Last Tuesday's election results took most Americans by surprise, including Donald Trump's campaign. Most of the poll data available publicly pointed to a Hillary Clinton advantage up to the very end.

Given the stunning upset, which showcased the obvious failures of most pollsters to predict the correct outcome of the election, many are questioning whether polling is dead. An obituary may be premature.

A handful of companies are working on resolving these fatal flaws, using different combinations of human analytics and technology to better anticipate votes. That way, by the time the next election rolls around, the nation won't be left similarly flat footed.

First, a note about traditional polling: Most polling companies highlight their inherent margin of error, which is typically around three percentage points. After all, these predictions represent a statistical probability. Traditional polling tends to further rely on live or automated landline calls to generate a sample of the voting population and discern the likely voters for both Democrats and Republicans.

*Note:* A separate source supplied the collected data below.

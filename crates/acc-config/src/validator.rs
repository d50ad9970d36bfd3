//! Configuration validation.

use crate::error::ConfigError;
use crate::schema::Config;

/// Validation result.
#[derive(Debug, Default)]
pub struct ValidationResult {
    pub errors: Vec<ValidationError>,
    pub warnings: Vec<ValidationWarning>,
}

impl ValidationResult {
    pub fn is_valid(&self) -> bool {
        self.errors.is_empty()
    }

    pub fn add_error(&mut self, error: ValidationError) {
        self.errors.push(error);
    }

    pub fn add_warning(&mut self, warning: ValidationWarning) {
        self.warnings.push(warning);
    }

    /// Turn the first error, if any, into a [`ConfigError`].
    pub fn into_result(self) -> Result<Vec<ValidationWarning>, ConfigError> {
        match self.errors.into_iter().next() {
            Some(err) => Err(ConfigError::InvalidValue {
                field: err.path,
                message: err.message,
            }),
            None => Ok(self.warnings),
        }
    }
}

/// A validation error.
#[derive(Debug)]
pub struct ValidationError {
    pub path: String,
    pub message: String,
}

impl ValidationError {
    pub fn new(path: impl Into<String>, message: impl Into<String>) -> Self {
        Self {
            path: path.into(),
            message: message.into(),
        }
    }
}

/// A validation warning.
#[derive(Debug)]
pub struct ValidationWarning {
    pub path: String,
    pub message: String,
}

impl ValidationWarning {
    pub fn new(path: impl Into<String>, message: impl Into<String>) -> Self {
        Self {
            path: path.into(),
            message: message.into(),
        }
    }
}

/// Attempt budgets above this wait for more than a minute at default spacing.
const LARGE_BUDGET: u32 = 60;

/// Configuration validator.
pub struct ConfigValidator;

impl ConfigValidator {
    /// Validate the configuration.
    pub fn validate(config: &Config) -> Result<ValidationResult, ConfigError> {
        let mut result = ValidationResult::default();

        Self::validate_store(config, &mut result);
        Self::validate_resolver(config, &mut result);
        Self::validate_selectors(config, &mut result);

        Ok(result)
    }

    fn validate_store(config: &Config, result: &mut ValidationResult) {
        if config.store.path.trim().is_empty() {
            result.add_error(ValidationError::new(
                "store.path",
                "Store path cannot be empty",
            ));
        }
    }

    fn validate_resolver(config: &Config, result: &mut ValidationResult) {
        let resolver = &config.resolver;

        if resolver.retry_delay_ms == 0 {
            result.add_error(ValidationError::new(
                "resolver.retry_delay_ms",
                "retry_delay_ms must be greater than 0",
            ));
        }

        for (path, attempts) in [
            ("resolver.id_attempts", resolver.id_attempts),
            ("resolver.index_attempts", resolver.index_attempts),
        ] {
            if attempts == 0 {
                result.add_error(ValidationError::new(path, "must allow at least one attempt"));
            } else if attempts > LARGE_BUDGET {
                result.add_warning(ValidationWarning::new(
                    path,
                    format!("{attempts} attempts is very high, resolution may linger"),
                ));
            }
        }

        if resolver.highlight_duration_ms == 0 {
            result.add_error(ValidationError::new(
                "resolver.highlight_duration_ms",
                "highlight_duration_ms must be greater than 0",
            ));
        }
    }

    fn validate_selectors(config: &Config, result: &mut ValidationResult) {
        let candidates = &config.selectors.candidates;

        if candidates.is_empty() {
            result.add_error(ValidationError::new(
                "selectors.candidates",
                "At least one candidate selector is required",
            ));
        }

        for (i, selector) in candidates.iter().enumerate() {
            if selector.trim().is_empty() {
                result.add_error(ValidationError::new(
                    format!("selectors.candidates[{i}]"),
                    "Selector cannot be blank",
                ));
            }
        }

        for (i, selector) in candidates.iter().enumerate() {
            if candidates[..i].contains(selector) {
                result.add_warning(ValidationWarning::new(
                    format!("selectors.candidates[{i}]"),
                    format!("Duplicate selector '{selector}'"),
                ));
            }
        }
    }
}

#[cfg(test)]
#[path = "validator_tests.rs"]
mod tests;
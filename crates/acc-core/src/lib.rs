//! # ACC Core
//!
//! Request routing between the surfaces of the excerpt collector and the
//! store that owns saved excerpts.
//!
//! ## Components
//!
//! - [`Router`] - dispatches [`Request`]s to an [`EntryStore`] and broadcasts
//!   [`Notification`]s after changes
//! - [`CaptureAgent`] - page-side helper that captures excerpts and submits
//!   them through the router
//!
//! [`Request`]: acc_protocols::Request
//! [`EntryStore`]: acc_protocols::EntryStore
//! [`Notification`]: acc_protocols::Notification

pub mod agent;
pub mod router;

pub use agent::CaptureAgent;
pub use router::Router;
//! Excerpt subcommand handlers for ACC.
//!
//! Every change goes through the [`Router`] so the CLI sees exactly the
//! replies a browser surface would.

use std::path::Path;
use std::sync::Arc;

use anyhow::{Context, anyhow, bail};
use tracing::info;

use acc_anchor::{
    CandidateSelectors, Encoder, HtmlPage, Page, enumerate_candidates, is_user_message, link_for,
};
use acc_config::Config;
use acc_core::{CaptureAgent, Router};
use acc_protocols::{EntryStore, Request, Response, SavedExcerpt};
use acc_store_sqlite::SqliteEntryStore;

use crate::cli::{OutputFormat, SaveArgs};

const PREVIEW_CHARS: usize = 48;

/// Open the configured store behind a router.
pub(crate) async fn open_router(config: &Config) -> anyhow::Result<Arc<Router>> {
    let store = SqliteEntryStore::from_config(&config.store)
        .await
        .with_context(|| format!("failed to open store at {}", config.store.path))?;
    Ok(Arc::new(Router::new(Arc::new(store))))
}

pub(crate) fn selectors(config: &Config) -> anyhow::Result<Arc<CandidateSelectors>> {
    let selectors = CandidateSelectors::new(config.selectors.candidates.iter().cloned())?;
    Ok(Arc::new(selectors))
}

pub(crate) fn load_page(path: &Path) -> anyhow::Result<HtmlPage> {
    let source = std::fs::read_to_string(path)
        .with_context(|| format!("failed to read page {}", path.display()))?;
    Ok(HtmlPage::parse(source))
}

/// Turn an error reply into an error.
fn accepted(response: Response) -> anyhow::Result<Response> {
    if response.ok {
        Ok(response)
    } else {
        Err(anyhow!(
            response.error.unwrap_or_else(|| "request failed".to_string())
        ))
    }
}

fn preview(content: &str) -> String {
    let flat = acc_anchor::plain_text(content)
        .split_whitespace()
        .collect::<Vec<_>>()
        .join(" ");
    if flat.chars().count() > PREVIEW_CHARS {
        let cut: String = flat.chars().take(PREVIEW_CHARS).collect();
        format!("{cut}…")
    } else {
        flat
    }
}

/// List the page's candidates with the rank `save --node-index` expects.
pub(crate) fn handle_nodes(config: &Config, page_path: &Path) -> anyhow::Result<()> {
    let page = load_page(page_path)?;
    let selectors = selectors(config)?;
    let candidates = enumerate_candidates(&page, &selectors);

    if candidates.is_empty() {
        println!("No message nodes found.");
        return Ok(());
    }

    println!("{:<6} {:<6} {:<40} {}", "RANK", "USER", "NODE", "PREVIEW");
    println!("{}", "-".repeat(100));
    for (rank, node) in candidates.iter().enumerate() {
        let user = if is_user_message(&page, *node) { "yes" } else { "-" };
        let content = page.inner_html(*node).unwrap_or_default();
        println!(
            "{:<6} {:<6} {:<40} {}",
            rank,
            user,
            page.describe(*node),
            preview(&content)
        );
    }
    Ok(())
}

pub(crate) async fn handle_save(config: &Config, args: SaveArgs) -> anyhow::Result<()> {
    let router = open_router(config).await?;
    let agent = CaptureAgent::new(router, Encoder::new(selectors(config)?));

    let mut capture = match (args.node_index, args.selection.as_deref()) {
        (Some(rank), _) => {
            let path = args.page.as_deref().context("--page is required with --node-index")?;
            let page = load_page(path)?;
            let candidates = enumerate_candidates(&page, agent.encoder().selectors());
            let node = *candidates.get(rank).with_context(|| {
                format!("node {rank} not found ({} candidates on page)", candidates.len())
            })?;
            if is_user_message(&page, node) {
                bail!("node {rank} is a user message and cannot be saved");
            }
            agent.encoder().capture_node(&page, node)?
        }
        (None, Some(text)) => agent.encoder().capture_selection(text)?,
        (None, None) => bail!("either --node-index or --selection is required"),
    };
    capture.tags.extend(args.tags);
    capture.title = args.title;

    let fragment = capture.fragment();
    let response = accepted(agent.submit(capture, &args.url).await)?;
    let id = response.id.context("store did not return an id")?;

    info!("Saved {} with anchor {}", id, fragment);
    println!("{id}");
    Ok(())
}

fn print_excerpts(excerpts: &[SavedExcerpt], format: OutputFormat) -> anyhow::Result<()> {
    if format == OutputFormat::Json {
        println!("{}", serde_json::to_string_pretty(excerpts)?);
        return Ok(());
    }

    if excerpts.is_empty() {
        println!("No excerpts found.");
        return Ok(());
    }

    println!(
        "{:<36} {:<17} {:<24} {:<10} {}",
        "ID", "SAVED", "TITLE", "ANCHOR", "PREVIEW"
    );
    println!("{}", "-".repeat(120));
    for excerpt in excerpts {
        println!(
            "{:<36} {:<17} {:<24} {:<10} {}",
            excerpt.id,
            excerpt.created_at.format("%Y-%m-%d %H:%M").to_string(),
            excerpt.display_title(),
            excerpt.anchor.kind().as_str(),
            preview(&excerpt.content)
        );
    }
    println!("\nTotal: {} excerpt(s)", excerpts.len());
    Ok(())
}

pub(crate) async fn handle_search(
    config: &Config,
    keyword: &str,
    format: OutputFormat,
) -> anyhow::Result<()> {
    let router = open_router(config).await?;
    let response = accepted(
        router
            .handle(Request::Search {
                keyword: keyword.to_string(),
            })
            .await,
    )?;
    print_excerpts(&response.results.unwrap_or_default(), format)
}

pub(crate) async fn handle_delete(config: &Config, ids: Vec<String>) -> anyhow::Result<()> {
    let router = open_router(config).await?;
    let count = ids.len();
    let request = match <[String; 1]>::try_from(ids) {
        Ok([id]) => Request::DeleteEntry { id },
        Err(ids) => Request::BatchDelete { ids },
    };
    accepted(router.handle(request).await)?;
    println!("Deleted {count} excerpt(s).");
    Ok(())
}

pub(crate) async fn handle_clear(config: &Config, yes: bool) -> anyhow::Result<()> {
    if !yes {
        bail!("refusing to delete every excerpt without --yes");
    }
    let router = open_router(config).await?;
    accepted(router.handle(Request::ClearAll).await)?;
    println!("All excerpts deleted.");
    Ok(())
}

pub(crate) async fn handle_retitle(
    config: &Config,
    id: String,
    title: Option<String>,
) -> anyhow::Result<()> {
    let router = open_router(config).await?;
    accepted(router.handle(Request::SetTitle { id: id.clone(), title }).await)?;

    let saved = router
        .store()
        .get(&id)
        .await?
        .with_context(|| format!("excerpt {id} disappeared"))?;
    println!("{}", saved.display_title());
    Ok(())
}

pub(crate) async fn handle_link(config: &Config, id: &str) -> anyhow::Result<()> {
    let router = open_router(config).await?;
    let saved = router
        .store()
        .get(id)
        .await?
        .with_context(|| format!("excerpt {id} not found"))?;
    println!("{}", link_for(&saved));
    Ok(())
}
// ABOUTME: Core types and constants for the chat relay server
// ABOUTME: Foundation crate with error handling and shared constants
//
// SPDX-License-Identifier: MIT OR Apache-2.0
// Copyright (c) 2025 Pierre Fitness Intelligence

#![deny(unsafe_code)]

//! # Chat Relay Core
//!
//! Foundation crate for the chat relay. It changes rarely, which keeps the main
//! crate's incremental builds fast.
//!
//! ## Modules
//!
//! - **errors**: Unified error handling with `AppError` and `ErrorCode`
//! - **constants**: Defaults for ports, timeouts, metering, and title generation

/// Unified error handling system with standard error codes and HTTP responses
pub mod errors;

/// Application constants organized by domain
pub mod constants;
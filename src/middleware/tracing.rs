// ABOUTME: Request tracing helpers for correlation and structured logging
// ABOUTME: Builds one span per HTTP request carrying the propagated request ID
//
// SPDX-License-Identifier: MIT OR Apache-2.0
// Copyright (c) 2025 Pierre Fitness Intelligence

use axum::body::Body;
use http::Request;
use tracing::{info_span, Span};

/// Header carrying the request correlation ID
pub const REQUEST_ID_HEADER: &str = "x-request-id";

/// Span for one HTTP request, tagged with its request ID
///
/// The ID is set by `SetRequestIdLayer` before the trace layer runs, so every
/// relay and orchestrator log line inside the request shares it.
pub fn request_span(request: &Request<Body>) -> Span {
    let request_id = request
        .headers()
        .get(REQUEST_ID_HEADER)
        .and_then(|value| value.to_str().ok())
        .unwrap_or("unknown");

    info_span!(
        "http_request",
        method = %request.method(),
        path = %request.uri().path(),
        request_id = %request_id,
    )
}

This latest election proved strange because so much of the voting public was relatively new to voting. Whereas polls reach out to likely voters, they didn't gauge the unlikely voters, who, as it turns out, came out in droves to support Trump. Additionally, telephone response rates have fallen to single digits in recent years.

Queue the startups.

"Four years ago we didn't have the computing power for the type of modeling that we're doing," said David M. Rothschild, an economist at Microsoft Research who started PredictWise, a forecasting site that uses big data to model likely outcomes. "It took 24 to 36 hours to pull data to then model the data; now it's just a matter of minutes," he told Inc.

Mobile First

Back in September, Rothschild took part in a New York Times experiment which gave the same raw data to different pollsters to predict which presidential candidate would take the state of Florida. The four other participants showed Clinton winning from one to four percentage points.

By contrast, Rothschild's model gave Trump an edge over Clinton. Unlike traditional polls, which rely heavily on public polling data, PredictWise uses a computer-based model that relies on private polling, as well as public data. For the Times experiment, PredictWise used data gathered from private surveys with both MSN and mobile-first survey company Pollfish. Rothschild's model also aggregates online, social media and election-betting data to make predictions.

"Public polling has done well in the past, but the bottom line is that with 100 publicly available polls interviewing 1,000 people each, all you get to see is a collection of a few data points," Rothschild explains. He added that polling might be made further vulnerable, should an error pop up in even a single region. One wrong prediction could lead to errors in other states.

"Ultimately the existing frontier is in individual [state] level data and spending less time aggregating other people's top line," Rothschild said. "You're probably better off combining as much data as you can."

Additionally, because of the reliance on landline calling--a practice exacerbated by regulations limiting automated calls to cell phones--much of public polling misses the nearly half of the American households that only uses mobile phones.

"It's wasteful not to take advantage of mobile, Rothschild says, "and it's one of the things we want to explore further." He adds that mobile-first polls may be reaching a more diverse and wider audience than landline polls. "In four or eight years the vast majority of people will be mobile first."

Social Media

On the heels of having accurately predicted the victory of the "leave" vote in Britain, forecasting company Predata entered this U.S. election on a high note. The company uses social media to show directionally which candidate's digital campaign is inviting more engagement. Although the company, which was founded by ex-CIA officer James Shinn in 2015, was ultimately wrong about which candidate would seal the deal, it did accurately indicate a lead for Trump in 12 of the main battleground states. The overall forecast was wrong--in part because of the human error that goes into discerning which information is the relevant to input into a model.

"The U.S. presidential election is more complicated than the simple 'Remain' and 'Leave' vote," Aaron Timms, Predata's director of content and digital strategy, told Inc. "The electoral college introduces a massive element of complexity." Nonetheless, he highlighted the benefits of having digital engagement data for future U.S. elections on the company's blog: "people may have stopped talking to pollsters, but they are talking online--?to their political leaders and to each other?--with increasing frequency."

Other Factors

Timms' point is strengthened by the success of MogIA, an artificial intelligence and deep learning model created by Indian entrepreneur Sanjiv Rai that accurately predicted a Trump win. Similar to Predata, MogIA looks at online engagement in relation to each party's campaign message but without any sort of human curation. Its method corrects for human bias in data selection but is unable to distinguish between negative and positive online engagement. Timms cautions that there's no indication that the MogIA model will work in all situations since it can't discern if the data captured is really representative of the population.

Moreover, some human-led approaches also successfully predicted the results. The USC/LA Times poll, although its methodology is questioned by some, consistently (and correctly) placed Trump in the lead. Without using technology, American University professor Allan Lichtman correctly predicted a Donald Trump win since October. He uses a system he calls the 5 keys to the White House.

So perhaps the future of election polling lies in a combination of human analytics and artificial intelligence. And although the right balance might provide more accurate predictions, human error--although mitigated--will still be present.